— Task statement —
Check every line below for the word "LazyLock" and give only the number of lines where it appears.

'''

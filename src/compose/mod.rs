//! The three callback factories.
//!
//! Each factory closes over an [`Accumulator`](crate::types::Accumulator)
//! and a downstream [`Continuation`](crate::traits::Continuation), and
//! returns a named callback that intercepts one upstream error-first
//! result:
//!
//! - [`augment`]: merge the success payload into the accumulator under one
//!   field, forward errors.
//! - [`augment_bulk`]: project slots of a sequence-shaped payload onto
//!   several fields, forward errors.
//! - [`passthrough`]: forward the untouched accumulator on success, swallow
//!   errors after reporting them.
//!
//! What happens to the error channel is a named, inspectable
//! [`ErrorPolicy`] rather than an implicit difference in behavior.

pub mod augment;
pub mod bulk;
pub mod passthrough;

pub use augment::{augment, augment_with, Augment};
pub use bulk::{augment_bulk, augment_bulk_with, AugmentBulk};
pub use passthrough::{passthrough, passthrough_with, Passthrough};

/// What a produced callback does with an upstream error after reporting it.
#[derive(Debug, Clone, Copy, PartialEq, Eq, Hash)]
pub enum ErrorPolicy {
    /// The error is forwarded to the downstream continuation.
    Forward,
    /// The error is consumed here; the downstream continuation never runs.
    ///
    /// This is the deliberate asymmetry of [`passthrough`]: a terminal
    /// report for fire-and-forget completions. Callers that need the error
    /// downstream must use a forwarding factory instead.
    Swallow,
}
//! Terminal rendering with `ratatui`.
//!
//! Everything drawn here comes from [`App`] and the store snapshot it
//! carries; the renderer never touches the store or the audio engine.

use ratatui::{
    Frame,
    layout::{Alignment, Constraint, Direction, Layout, Rect},
    style::{Modifier, Style, Stylize},
    widgets::{Block, Borders, Clear, Gauge, List, ListItem, Padding, Paragraph, Wrap},
};
use std::{collections::BTreeMap, sync::LazyLock};

use crate::app::{App, InputMode};
use crate::config::{ControlsSettings, TimeField, UiSettings};

static CONTROLS_MAP: LazyLock<BTreeMap<&'static str, &'static str>> = LazyLock::new(|| {
    BTreeMap::from([
        ("j/k", "up/down"),
        ("gg/G", "top/bottom"),
        ("enter", "play selected"),
        ("space/p", "play/pause"),
        ("x", "stop"),
        ("h/l", "prev/next"),
        ("+/-", "volume"),
        ("a", "add path"),
        ("d/D", "remove/clear"),
        ("/", "filter"),
        ("s", "shuffle"),
        ("r", "repeat"),
        ("K", "metadata"),
        ("q", "quit"),
    ])
});

const LEFT_PAD: Padding = Padding {
    left: 1,
    right: 0,
    top: 0,
    bottom: 0,
};

fn controls_text(scrub_seconds: u64) -> String {
    let order = [
        "j/k", "h/l", "H/L", "enter", "space/p", "x", "+/-", "gg/G", "a", "d/D", "K", "/", "s",
        "r", "q",
    ];
    order
        .iter()
        .filter_map(|k| {
            if *k == "H/L" {
                Some(format!("[H/L] seek -/+{scrub_seconds}s"))
            } else {
                CONTROLS_MAP.get(k).map(|v| format!("[{k}] {v}"))
            }
        })
        .collect::<Vec<_>>()
        .join(" | ")
}

/// Seconds as `m:ss`, rounded to the nearest second.
pub fn format_time(seconds: f64) -> String {
    let total = if seconds.is_finite() && seconds > 0.0 {
        seconds.round() as u64
    } else {
        0
    };
    format!("{}:{:02}", total / 60, total % 60)
}

fn now_playing_time_text(position: f64, duration: f64, ui: &UiSettings) -> Option<String> {
    let parts: Vec<String> = ui
        .now_playing_time_fields
        .iter()
        .map(|f| match f {
            TimeField::Elapsed => format_time(position),
            TimeField::Total => format_time(duration),
            TimeField::Remaining => format!("-{}", format_time((duration - position).max(0.0))),
        })
        .collect();
    (!parts.is_empty()).then(|| parts.join(&ui.now_playing_time_separator))
}

fn centered_rect_sized(width: u16, height: u16, r: Rect) -> Rect {
    let width = width.min(r.width.saturating_sub(2)).max(10);
    let height = height.min(r.height.saturating_sub(2)).max(5);
    Rect {
        x: r.x + (r.width.saturating_sub(width) / 2),
        y: r.y + (r.height.saturating_sub(height) / 2),
        width,
        height,
    }
}

/// Upper-case the characters of `title` the filter matched.
fn highlight(title: &str, query: &str) -> String {
    let Some(positions) = App::fuzzy_match_positions(title, query) else {
        return title.to_string();
    };
    let mut pos_iter = positions.into_iter().peekable();
    let mut rendered = String::with_capacity(title.len());
    for (ci, ch) in title.chars().enumerate() {
        if pos_iter.peek() == Some(&ci) {
            rendered.extend(ch.to_uppercase());
            pos_iter.next();
        } else {
            rendered.push(ch);
        }
    }
    rendered
}

fn status_text(app: &App) -> String {
    let snap = &app.snapshot;
    let state = if snap.loading {
        "Loading"
    } else if snap.playing {
        "Playing"
    } else if snap.paused {
        "Paused"
    } else {
        "Stopped"
    };

    let mut first = vec![state.to_string()];
    if let Some(row) = app.current_row() {
        first.push(row.display.clone());
        if let Some(album) = row.album.as_deref().filter(|a| !a.trim().is_empty()) {
            first.push(album.to_string());
        }
        if row.has_picture {
            first.push("[cover]".to_string());
        }
    }

    let mut second = vec![
        format!("SHUFFLE: {}", if snap.shuffle { "on" } else { "off" }),
        format!("REPEAT: {}", snap.repeat),
        format!("VOLUME: {:.0}%", snap.volume * 100.0),
        format!(
            "CURSOR: {}",
            if app.follow_playback { "follow" } else { "free" }
        ),
    ];
    let q = app.filter_query.trim();
    if !q.is_empty() {
        second.push(format!("FILTER: {q}"));
    }

    let mut text = format!("{}\n{}", first.join(" • "), second.join(" • "));
    if let Some(err) = &snap.last_error {
        text.push_str(&format!("\nerror: {err}"));
    } else if let Some(status) = &app.status {
        text.push('\n');
        text.push_str(status);
    }
    text
}

fn footer_text(app: &App, controls: &ControlsSettings) -> String {
    match app.mode {
        InputMode::Normal => controls_text(controls.scrub_seconds),
        InputMode::Filter => format!(
            "filter: {}_   [enter] play • [esc] clear • [ctrl-j/k] move",
            app.filter_query
        ),
        InputMode::AddPath => format!(
            "add file or folder: {}_   [enter] import • [esc] cancel",
            app.path_input
        ),
    }
}

/// Render the whole UI into `frame`.
pub fn draw(frame: &mut Frame, app: &App, ui_settings: &UiSettings, controls: &ControlsSettings) {
    let chunks = Layout::default()
        .direction(Direction::Vertical)
        .constraints([
            Constraint::Length(3),
            Constraint::Length(5),
            Constraint::Length(3),
            Constraint::Min(1),
            Constraint::Length(4),
        ])
        .split(frame.area());

    let header = Paragraph::new(ui_settings.header_text.as_str())
        .alignment(Alignment::Center)
        .block(
            Block::default()
                .borders(Borders::ALL)
                .title(" mixtape ")
                .title_alignment(Alignment::Center),
        );
    frame.render_widget(header, chunks[0]);

    let status = Paragraph::new(status_text(app))
        .block(Block::bordered().padding(LEFT_PAD).title(" now playing "))
        .wrap(Wrap { trim: true });
    frame.render_widget(status, chunks[1]);

    let snap = &app.snapshot;
    let label = now_playing_time_text(snap.position, snap.duration, ui_settings).unwrap_or_default();
    let gauge = Gauge::default()
        .block(Block::bordered().title(" progress "))
        .gauge_style(Style::default().add_modifier(Modifier::BOLD))
        .ratio(snap.fraction.clamp(0.0, 1.0))
        .label(label);
    frame.render_widget(gauge, chunks[2]);

    draw_playlist(frame, app, chunks[3]);

    if app.metadata_window {
        draw_metadata(frame, app, chunks[3]);
    }

    let footer = Paragraph::new(footer_text(app, controls))
        .block(
            Block::default()
                .borders(Borders::ALL)
                .title(" controls ")
                .padding(LEFT_PAD),
        )
        .wrap(Wrap { trim: true });
    frame.render_widget(footer, chunks[4]);
}

fn draw_playlist(frame: &mut Frame, app: &App, area: Rect) {
    let display = app.display_indices();
    let q = app.filter_query.trim();

    // Only build items for the window around the cursor.
    let total = display.len();
    let list_height = area.height.saturating_sub(2) as usize;
    let sel_pos = display
        .iter()
        .position(|&i| i == app.selected)
        .unwrap_or(0);
    let (start, end) = if total <= list_height || list_height == 0 {
        (0, total)
    } else {
        let half = list_height / 2;
        let start = sel_pos.saturating_sub(half).min(total - list_height);
        (start, start + list_height)
    };

    let items: Vec<ListItem> = display[start..end]
        .iter()
        .map(|&i| {
            let row = &app.snapshot.tracks[i];
            let title = if q.is_empty() {
                row.display.clone()
            } else {
                highlight(&row.display, q)
            };
            let text = if row.duration > 0.0 {
                format!("{title}  ({})", format_time(row.duration))
            } else {
                title
            };
            let item = ListItem::new(text);
            if app.snapshot.current == Some(i) {
                item.bold()
            } else {
                item
            }
        })
        .collect();

    let title = format!(" playlist ({}) ", app.snapshot.tracks.len());
    let list = List::new(items)
        .block(Block::default().borders(Borders::ALL).title(title))
        .highlight_style(Style::default().add_modifier(Modifier::REVERSED))
        .highlight_symbol("> ");
    let mut state = ratatui::widgets::ListState::default();
    if total > 0 {
        state.select(Some(sel_pos - start));
    }
    frame.render_stateful_widget(list, area, &mut state);
}

fn draw_metadata(frame: &mut Frame, app: &App, area: Rect) {
    let popup_area = centered_rect_sized(72, 9, area);
    frame.render_widget(Clear, popup_area);

    let meta = match app.selected_row() {
        Some(row) => format!(
            "Title: {}\nArtist: {}\nAlbum: {}\nDuration: {}\nCover: {}",
            row.title,
            row.artist,
            row.album.as_deref().unwrap_or("-"),
            if row.duration > 0.0 {
                format_time(row.duration)
            } else {
                "-".to_string()
            },
            if row.has_picture { "yes" } else { "no" },
        ),
        None => "No track selected".to_string(),
    };
    let paragraph = Paragraph::new(meta)
        .block(
            Block::default()
                .padding(LEFT_PAD)
                .borders(Borders::ALL)
                .title(" metadata (K closes) "),
        )
        .wrap(Wrap { trim: true });
    frame.render_widget(paragraph, popup_area);
}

'''

— Exercise result —
2